ENCORE UNE HISTOIRE NOUVELLE ET QUI EST VIEILLE.

LE DERNIER GROGNARD.

D’après ce qu’il avait écrit à sa sœur, Luizzi alla se loger à l’hôtel de la Poste sans déclarer son nom. On ne le lui demanda pas, vu la générosité qu’il montra envers le premier domestique qui s’empara de ses paquets. Quoi qu’en ait la police, l’or est un passe-port aussi excellent que celui qui est signé PORTES, et que cet aimable et excellent homme délivre avec tant de politesse.
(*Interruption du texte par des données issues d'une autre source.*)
//! # Batch Wire Types
//!
//! Shared request and result types exchanged between the HTTP layer, the
//! dispatcher and the workers. They double as the JSON contract with clients:
//!
//! - [`MessageRequest`] - one element of the inbound JSON array.
//! - [`DeliveryResult`] - one outbound streaming event.
//! - [`DeliveryStatus`] - the per-item outcome carried by a result.
//!
//! Field names follow the established wire format (`sent_to`, `message`,
//! `product_name` in, `email`/`status`/`error` out). A few aliases are accepted
//! on input so that older clients keep working.

use serde::{Deserialize, Serialize};

/// Display name used in the `From` header when neither the client nor the
/// server configuration supplies one.
pub const DEFAULT_SENDER_NAME: &str = "Mailly";

/// A single outbound message, as decoded from the batch request body.
///
/// Once validated, a request is immutable. Ownership moves from the
/// dispatcher to exactly one worker through the job channel.
#[derive(Debug, Clone, PartialEq, Eq, Serialize, Deserialize)]
pub struct MessageRequest {
    /// Recipient address. Must be email-shaped.
    #[serde(rename = "sent_to", alias = "email", alias = "to")]
    pub recipient: String,

    #[serde(default)]
    pub subject: String,

    /// Message body, sent as HTML.
    #[serde(rename = "message", alias = "body", default)]
    pub body: String,

    /// Display name placed in front of the sender address. Blank values are
    /// replaced with the configured default during validation.
    #[serde(
        rename = "product_name",
        alias = "sender_name",
        default,
        skip_serializing_if = "String::is_empty"
    )]
    pub sender_name: String,
}

impl MessageRequest {
    pub fn new(
        recipient: impl Into<String>,
        subject: impl Into<String>,
        body: impl Into<String>,
    ) -> Self {
        Self {
            recipient: recipient.into(),
            subject: subject.into(),
            body: body.into(),
            sender_name: String::new(),
        }
    }

    #[must_use]
    pub fn with_sender_name(mut self, sender_name: impl Into<String>) -> Self {
        self.sender_name = sender_name.into();
        self
    }
}

/// Outcome of a single delivery attempt.
#[derive(Debug, Clone, Copy, PartialEq, Eq, Hash, Serialize, Deserialize)]
#[serde(rename_all = "lowercase")]
pub enum DeliveryStatus {
    Success,
    Failed,
}

/// The per-item report streamed back to the client.
///
/// Exactly one result is created per [`MessageRequest`]. `error` is present
/// if and only if `status` is [`DeliveryStatus::Failed`]; the constructors
/// are the only way to build one so the pairing cannot drift.
#[derive(Debug, Clone, PartialEq, Eq, Serialize, Deserialize)]
pub struct DeliveryResult {
    #[serde(rename = "email")]
    pub recipient: String,
    pub status: DeliveryStatus,
    #[serde(rename = "error", default, skip_serializing_if = "Option::is_none")]
    pub error: Option<String>,
}

impl DeliveryResult {
    pub fn success(recipient: impl Into<String>) -> Self {
        Self {
            recipient: recipient.into(),
            status: DeliveryStatus::Success,
            error: None,
        }
    }

    pub fn failed(recipient: impl Into<String>, error: impl Into<String>) -> Self {
        Self {
            recipient: recipient.into(),
            status: DeliveryStatus::Failed,
            error: Some(error.into()),
        }
    }

    pub const fn is_success(&self) -> bool {
        matches!(self.status, DeliveryStatus::Success)
    }
}
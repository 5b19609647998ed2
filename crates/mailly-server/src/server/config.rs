use crate::server::{
    pool::policy::WorkerCountPolicy,
    transport::smtp::{SmtpSettings, TlsMode},
};
use anyhow::bail;
use clap::{Parser, ValueEnum};
use core::time::Duration;
use mailly_core::validation::Rules;

/// Command-line spelling of [`TlsMode`].
#[derive(Debug, Clone, Copy, PartialEq, Eq, ValueEnum)]
pub enum SmtpTls {
    #[value(name = "starttls")]
    Starttls,
    #[value(name = "wrapper")]
    Wrapper,
    #[value(name = "none")]
    Plain,
}

impl From<SmtpTls> for TlsMode {
    fn from(value: SmtpTls) -> Self {
        match value {
            SmtpTls::Starttls => TlsMode::StartTls,
            SmtpTls::Wrapper => TlsMode::Wrapper,
            SmtpTls::Plain => TlsMode::Plain,
        }
    }
}

/// Runtime configuration for the `mailly-server` binary.
///
/// These settings control worker-pool sizing, per-item timeouts, request
/// limits and the SMTP session every worker opens. All values are parsed from
/// CLI arguments or environment variables (a `.env` file is loaded first),
/// with defaults suitable for a small deployment.
#[derive(Parser, Debug, Clone)]
#[command(
    name = "mailly-server",
    version,
    about = "An HTTP service that delivers mail batches and streams per-item results"
)]
pub struct CliArgs {
    /// Address to listen on.
    ///
    /// Environment variable: `SERVER_ADDR`
    #[arg(long, env = "SERVER_ADDR", default_value_t = String::from("0.0.0.0:8080"))]
    pub server_addr: String,

    /// Maximum number of messages accepted in a single batch request.
    ///
    /// Batches above this size are rejected with `400` before any connection
    /// is opened.
    ///
    /// Environment variable: `MAX_BATCH_SIZE`
    #[arg(long, env = "MAX_BATCH_SIZE", default_value_t = 10_000)]
    pub max_batch_size: usize,

    /// Upper bound on concurrent SMTP sessions opened for one batch.
    ///
    /// Environment variable: `MAX_WORKERS`
    #[arg(long, env = "MAX_WORKERS", default_value_t = 25)]
    pub max_workers: usize,

    /// Fixed number of workers per batch. When unset, the worker count is
    /// derived from the batch size and the number of logical CPUs.
    ///
    /// Environment variable: `NUM_WORKERS`
    #[arg(long = "workers", env = "NUM_WORKERS")]
    pub num_workers: Option<usize>,

    /// Minimum number of messages a worker should handle before another
    /// session is worth opening (large batches only).
    ///
    /// Environment variable: `MIN_ITEMS_PER_WORKER`
    #[arg(long, env = "MIN_ITEMS_PER_WORKER", default_value_t = 8)]
    pub min_items_per_worker: usize,

    /// Workers allowed per logical CPU. Delivery is I/O-bound, so this is
    /// above one.
    ///
    /// Environment variable: `IO_MULTIPLIER`
    #[arg(long, env = "IO_MULTIPLIER", default_value_t = 2)]
    pub io_multiplier: usize,

    /// Batch size from which the pool always widens to `MAX_WORKERS`.
    ///
    /// Environment variable: `LARGE_BATCH_THRESHOLD`
    #[arg(long, env = "LARGE_BATCH_THRESHOLD", default_value_t = 1_000)]
    pub large_batch_threshold: usize,

    /// Seconds a single delivery may take before it is reported as failed.
    ///
    /// Environment variable: `SEND_TIMEOUT_SECS`
    #[arg(long, env = "SEND_TIMEOUT_SECS", default_value_t = 30)]
    pub send_timeout_secs: u64,

    /// Seconds allowed for the polite `QUIT` when a worker releases its
    /// session.
    ///
    /// Environment variable: `CLOSE_TIMEOUT_SECS`
    #[arg(long, env = "CLOSE_TIMEOUT_SECS", default_value_t = 2)]
    pub close_timeout_secs: u64,

    /// Seconds to wait for in-flight batches during graceful shutdown.
    ///
    /// Environment variable: `SHUTDOWN_TIMEOUT_SECS`
    #[arg(long, env = "SHUTDOWN_TIMEOUT_SECS", default_value_t = 10)]
    pub shutdown_timeout_secs: u64,

    /// SMTP server hostname.
    ///
    /// Environment variable: `SMTP_HOST`
    #[arg(long, env = "SMTP_HOST")]
    pub smtp_host: String,

    /// SMTP server port.
    ///
    /// Environment variable: `SMTP_PORT`
    #[arg(long, env = "SMTP_PORT", default_value_t = 587)]
    pub smtp_port: u16,

    /// Transport security: `starttls`, `wrapper` (implicit TLS) or `none`.
    ///
    /// Environment variable: `SMTP_TLS`
    #[arg(long, env = "SMTP_TLS", value_enum, default_value_t = SmtpTls::Starttls)]
    pub smtp_tls: SmtpTls,

    /// Name announced in `EHLO`.
    ///
    /// Environment variable: `SMTP_HELLO_NAME`
    #[arg(long, env = "SMTP_HELLO_NAME", default_value_t = String::from("localhost"))]
    pub smtp_hello_name: String,

    /// Account used both to authenticate and as the envelope sender.
    ///
    /// Environment variable: `SENDER_EMAIL`
    #[arg(long, env = "SENDER_EMAIL")]
    pub sender_email: String,

    /// Password (or app password) for `SENDER_EMAIL`.
    ///
    /// Environment variable: `SENDER_EMAIL_PASSWORD`
    #[arg(long, env = "SENDER_EMAIL_PASSWORD", hide_env_values = true)]
    pub sender_password: String,

    /// Display name used when a batch item leaves `product_name` blank.
    ///
    /// Environment variable: `DEFAULT_SENDER_NAME`
    #[arg(long, env = "DEFAULT_SENDER_NAME", default_value_t = String::from(mailly_core::types::DEFAULT_SENDER_NAME))]
    pub default_sender_name: String,
}

/// Settings that shape a single batch run: pool sizing and timeouts.
#[derive(Debug, Clone)]
pub struct DispatchConfig {
    pub policy: WorkerCountPolicy,
    pub fixed_workers: Option<usize>,
    pub send_timeout: Duration,
    pub close_timeout: Duration,
}

impl Default for DispatchConfig {
    fn default() -> Self {
        Self {
            policy: WorkerCountPolicy::default(),
            fixed_workers: None,
            send_timeout: Duration::from_secs(30),
            close_timeout: Duration::from_secs(2),
        }
    }
}

#[derive(Debug, Clone)]
pub struct ServerConfig {
    pub server_addr: String,
    pub max_batch_size: usize,
    pub shutdown_timeout: Duration,
    pub dispatch: DispatchConfig,
    pub rules: Rules,
    pub smtp: SmtpSettings,
}

impl TryFrom<CliArgs> for ServerConfig {
    type Error = anyhow::Error;

    fn try_from(args: CliArgs) -> Result<Self, Self::Error> {
        if args.max_batch_size == 0 {
            bail!("MAX_BATCH_SIZE must be greater than 0");
        }
        if args.max_workers == 0 {
            bail!("MAX_WORKERS must be greater than 0");
        }
        if let Some(workers) = args.num_workers {
            if workers == 0 || workers > args.max_workers {
                bail!(
                    "NUM_WORKERS ({}) must be between 1 and MAX_WORKERS ({})",
                    workers,
                    args.max_workers
                );
            }
        }
        if args.min_items_per_worker == 0 {
            bail!("MIN_ITEMS_PER_WORKER must be greater than 0");
        }
        if args.io_multiplier == 0 {
            bail!("IO_MULTIPLIER must be greater than 0");
        }
        if args.send_timeout_secs == 0 {
            bail!("SEND_TIMEOUT_SECS must be greater than 0");
        }
        if args.smtp_host.trim().is_empty() {
            bail!("SMTP_HOST is required");
        }
        if args.sender_email.trim().is_empty() || args.sender_password.is_empty() {
            bail!("SENDER_EMAIL and SENDER_EMAIL_PASSWORD are required");
        }

        let mut sender = args.sender_email.clone();
        if mailly_core::validation::email("SENDER_EMAIL", &mut sender, &Rules::default()).is_err() {
            bail!("SENDER_EMAIL ({}) is not a valid email address", args.sender_email);
        }

        let policy = WorkerCountPolicy {
            max_workers: args.max_workers,
            min_items_per_worker: args.min_items_per_worker,
            io_multiplier: args.io_multiplier,
            large_batch_threshold: args.large_batch_threshold,
        };

        Ok(Self {
            server_addr: args.server_addr,
            max_batch_size: args.max_batch_size,
            shutdown_timeout: Duration::from_secs(args.shutdown_timeout_secs),
            dispatch: DispatchConfig {
                policy,
                fixed_workers: args.num_workers,
                send_timeout: Duration::from_secs(args.send_timeout_secs),
                close_timeout: Duration::from_secs(args.close_timeout_secs),
            },
            rules: Rules {
                default_sender_name: args.default_sender_name,
                ..Rules::default()
            },
            smtp: SmtpSettings {
                host: args.smtp_host,
                port: args.smtp_port,
                tls: args.smtp_tls.into(),
                hello_name: args.smtp_hello_name,
                sender: args.sender_email,
                password: args.sender_password,
                connect_timeout: Duration::from_secs(args.send_timeout_secs),
            },
        })
    }
}
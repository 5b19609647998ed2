//! HTTP service implementation.
//!
//! This module contains the client-facing request handling: decoding and
//! validating batches, starting a dispatch per batch and streaming its
//! results, and coordinating graceful shutdown.
//!
//! ## Structure
//!
//! - [`handler`] - axum routes and the shared `BatchService` state.

pub mod handler;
Lorsque Léonie et le baron furent installés dans leur appartement où on les avait servis, ils pensèrent à faire appeler le vieil aveugle et la jeune mendiante qui, d’après leurs ordres, les avaient suivis à l’hôtel. Ils les firent avertir de monter dans leur appartement et les engagèrent à leur raconter leur histoire.

— Si vous voulez me le permettre, dit l’aveugle, je commencerai par la mienne, et elle ne sera pas longue ; la petite vous dira ensuite la sienne, et vous verrez ce que vous en pouvez tirer.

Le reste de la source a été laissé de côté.